Nordrhein-Westfalens Ministerpräsident Steinbrück (SPD), dem sein bayerischer Amtskollege Stoiber (CSU) sekundierte, brachte ein neues Geschütz in Stellung. Unter der Maßgabe, dass es auch im Westen Regionen mit hoher Erwerbslosigkeit gibt, drohte er den Ostdeutschen faktisch mit Verringerung zugesicherter Transferleistungen (die sowieso westdeutschen Handelsketten nutzen).
Den Vorstoß unterstützend, verlautbarten altbundesdeutsche Medien und Meinungsforscher, bis zu 52% der befragten Westdeutschen hielten die Leistungen an Ossis für zu hoch; ein Drittel erachte Letztere für undankbar. Jeder vierte Altbundes-, aber nur jeder achte Ostdeutsche hätte die 1989/90er »Wende« gern rückgängig gemacht.
Durch Partei- und Medienpropaganda wird derart auf die Unkenntnis westdeutscher Normalbürger über die Vorgänge vor 15 bzw. 14 Jahren auf DDR-Gebiet spekuliert, um sie gegen den »undankbaren Osten« aufzubringen und das Spiel »Divide et impera« zu treiben.
Drei Ehrenmänner gossen unterdes Öl aufs Feuer. Der vom IWF ins Bundespräsidentenamt delegierte Bankier Köhler tat kund, dass es »überall in der Republik große Unterschiede in den Lebensverhältnissen« gibt und geben werde. »Wer sie einebnen will, zementiert den Subventionsstaat und legt der jungen Generation eine untragbare Schuldenlast auf.
Regierungschef Schröder verlautbarte, es sei verwerflich, wenn finanziell weniger Betuchte »bis in die Mittelschicht hinein« ihnen zustehende staatliche Leistungen mitnähmen, »auch wenn es eigentlich ein ausreichendes Arbeitseinkommen in der Familie gibt«. Derlei könne sich »auf Dauer kein Sozialstaat leisten, ohne daran zugrunde zu gehen«.

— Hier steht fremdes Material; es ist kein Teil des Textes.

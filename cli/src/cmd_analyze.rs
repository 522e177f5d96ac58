//! `flashdecode analyze`: usage reports over a JSON-lines export.

use anyhow::{Context, Result};
use clap::ValueEnum;
use flashdecode_analytics::{filter_min_value, load_records, Analyzer};
use flashdecode_core::record::TransactionRecord;
use std::path::Path;

const WEEKDAYS: [&str; 7] = ["Mon", "Tue", "Wed", "Thu", "Fri", "Sat", "Sun"];

#[derive(Debug, Clone, Copy, PartialEq, Eq, ValueEnum)]
pub enum Report {
    Tokens,
    Fees,
    Volume,
    Frequency,
    /// What flash-loan wallets do next
    Sequence,
    All,
}

impl Report {
    fn includes(self, other: Report) -> bool {
        self == Report::All || self == other
    }
}

pub fn run(
    analyzer: &Analyzer,
    records_path: &Path,
    report: Report,
    by_network: bool,
    min_value: Option<u128>,
    as_json: bool,
) -> Result<()> {
    let mut records = load_records(records_path)
        .with_context(|| format!("load records from '{}'", records_path.display()))?;
    if let Some(min_value) = min_value {
        records = filter_min_value(records, min_value);
    }

    if as_json {
        print_json(analyzer, &records, report, by_network)
    } else {
        print_text(analyzer, &records, report, by_network)
    }
}

fn print_json(
    analyzer: &Analyzer,
    records: &[TransactionRecord],
    report: Report,
    by_network: bool,
) -> Result<()> {
    let mut out = serde_json::Map::new();
    if report.includes(Report::Tokens) {
        let tokens = analyzer.token_frequency(records, by_network, true)?;
        out.insert("tokens".into(), serde_json::to_value(tokens)?);
    }
    if report.includes(Report::Fees) {
        out.insert("fees".into(), serde_json::to_value(analyzer.fees(records, true)?)?);
    }
    if report.includes(Report::Volume) {
        let volume = analyzer.volume(records, true)?;
        out.insert(
            "volume".into(),
            serde_json::json!({
                "rows": volume.rows,
                "networks": volume.networks,
                "total": volume.total(),
            }),
        );
    }
    if report.includes(Report::Frequency) {
        let daily = analyzer.daily_frequency(records, by_network, true)?;
        let heatmap = analyzer.day_hour_heatmap(records, true)?;
        out.insert(
            "frequency".into(),
            serde_json::json!({ "daily": daily, "day_hour": heatmap.counts }),
        );
    }
    if report.includes(Report::Sequence) {
        let sequences = analyzer.wallet_sequences(records, true)?;
        out.insert("sequence".into(), serde_json::to_value(sequences)?);
    }
    println!("{}", serde_json::to_string_pretty(&out)?);
    Ok(())
}

fn print_text(
    analyzer: &Analyzer,
    records: &[TransactionRecord],
    report: Report,
    by_network: bool,
) -> Result<()> {
    if report.includes(Report::Tokens) {
        println!("Borrowed tokens:");
        for row in analyzer.token_frequency(records, by_network, true)? {
            println!(
                "  {:10} {:42} {}",
                row.network.as_deref().unwrap_or("all"),
                row.token,
                row.count
            );
        }
        println!();
    }

    if report.includes(Report::Fees) {
        println!("Gas fees:");
        for m in analyzer.fees(records, true)? {
            println!("  {} ({} loans)", m.network, m.transactions);
            println!("    total:    {} (${})", m.total_fee_paid, m.total_fee_paid_usd.round_dp(2));
            println!("    average:  {} (${})", m.average_fee_paid, m.average_fee_paid_usd.round_dp(2));
        }
        println!();
    }

    if report.includes(Report::Volume) {
        let volume = analyzer.volume(records, true)?;
        println!("Volume:");
        for n in volume.networks.iter().chain(std::iter::once(&volume.total())) {
            println!(
                "  {:10} {} of {} transactions are flash loans ({:.2}%)",
                n.network,
                n.flash_loans,
                n.all,
                100.0 * n.flash_loan_share()
            );
        }
        for row in volume.rows.iter().filter(|r| r.count > 0) {
            let outcome = if row.is_error == 0 { "ok" } else { "reverted" };
            println!(
                "  {:20} {:10} {:8} {}",
                row.function_name, row.network, outcome, row.count
            );
        }
        println!();
    }

    if report.includes(Report::Frequency) {
        println!("Flash loans per day:");
        for day in analyzer.daily_frequency(records, by_network, true)? {
            println!(
                "  {} {:10} {}",
                day.date,
                day.network.as_deref().unwrap_or("all"),
                day.count
            );
        }
        let heatmap = analyzer.day_hour_heatmap(records, true)?;
        if let Some((day, hour)) = heatmap.busiest() {
            println!(
                "Busiest slot: {} {:02}:00 UTC ({} loans)",
                WEEKDAYS[day], hour, heatmap.counts[day][hour]
            );
        }
        println!();
    }

    if report.includes(Report::Sequence) {
        println!("After the loan:");
        for group in analyzer.wallet_sequences(records, true)? {
            for seq in &group.sequences {
                println!(
                    "  {:10} {} {} at {}",
                    group.network, seq.wallet, seq.loan.function_name, seq.loan.timestamp
                );
                for next in &seq.following {
                    println!("    +{:>6}s {}", next.timestamp - seq.loan.timestamp, next.function_name);
                }
            }
        }
    }
    Ok(())
}
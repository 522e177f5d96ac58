//! Loading transaction records exported as JSON lines.

use flashdecode_core::record::TransactionRecord;
use std::{
    io::{BufRead, BufReader},
    path::Path,
};
use tracing::{debug, info};

use crate::error::AnalysisError;

/// Read one `TransactionRecord` per non-blank line.
pub fn read_records<R: BufRead>(reader: R) -> Result<Vec<TransactionRecord>, AnalysisError> {
    let mut records = Vec::new();
    for (idx, line) in reader.lines().enumerate() {
        let line = line.map_err(|source| AnalysisError::Io {
            path: "<records>".into(),
            source,
        })?;
        if line.trim().is_empty() {
            continue;
        }
        let record = serde_json::from_str(&line).map_err(|source| AnalysisError::Record {
            line: idx + 1,
            source,
        })?;
        records.push(record);
    }
    Ok(records)
}

/// Load a JSON-lines export from disk.
pub fn load_records(path: &Path) -> Result<Vec<TransactionRecord>, AnalysisError> {
    let file = std::fs::File::open(path).map_err(|source| AnalysisError::Io {
        path: path.display().to_string(),
        source,
    })?;
    let records = read_records(BufReader::new(file))?;
    info!(path = %path.display(), count = records.len(), "loaded transaction records");
    Ok(records)
}

/// Keep records whose `value` (wei) is at least `min_value`. Records with a
/// value that is not a decimal integer are dropped.
pub fn filter_min_value(records: Vec<TransactionRecord>, min_value: u128) -> Vec<TransactionRecord> {
    let before = records.len();
    let kept: Vec<_> = records
        .into_iter()
        .filter(|r| {
            r.value
                .trim()
                .parse::<u128>()
                .map_or(false, |v| v >= min_value)
        })
        .collect();
    debug!(min_value, before, after = kept.len(), "filtered records by value");
    kept
}

#[cfg(test)]
mod tests {
    use super::*;
    use crate::testutil::record;

    #[test]
    fn min_value_keeps_equal_and_larger() {
        let with_value = |value: &str| TransactionRecord {
            value: value.into(),
            ..record("ethereum", "flashLoan", String::new(), 0)
        };
        let records = vec![
            with_value("999"),
            with_value("1000"),
            with_value("1000000000000000000000"),
            with_value("0x10"),
            with_value(""),
        ];
        let kept = filter_min_value(records, 1000);
        let values: Vec<_> = kept.iter().map(|r| r.value.as_str()).collect();
        assert_eq!(values, vec!["1000", "1000000000000000000000"]);
    }

    #[test]
    fn zero_min_value_keeps_parsable_records() {
        let records = vec![record("ethereum", "swap", String::new(), 0)];
        assert_eq!(filter_min_value(records, 0).len(), 1);
    }

    #[test]
    fn skips_blank_lines() {
        let text = "\n{\"network\":\"ethereum\",\"timestamp\":1}\n\n{\"network\":\"polygon\",\"timestamp\":2}\n";
        let records = read_records(text.as_bytes()).unwrap();
        assert_eq!(records.len(), 2);
        assert_eq!(records[1].network, "polygon");
    }

    #[test]
    fn reports_offending_line() {
        let text = "{\"network\":\"ethereum\",\"timestamp\":1}\n{oops}\n";
        match read_records(text.as_bytes()) {
            Err(AnalysisError::Record { line, .. }) => assert_eq!(line, 2),
            other => panic!("expected a record error, got {other:?}"),
        }
    }
}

Unter Umkehrung der Realität taten beide so, als wären es nicht die Herrschenden und ihnen ergebene, hoch dotierte Politiker, die zwecks Selbstbereicherung die Reste des Sozialstaats schleifen. BDI-Präsident Rogowski aber kündigte die unternehmerische Absicht an, keinen Cent mehr zur sozialen Sicherung der Beschäftigten beizutragen, mithin zwei Jahrhunderte weit bis in die Zeit vor Bismarck zurückzugehen.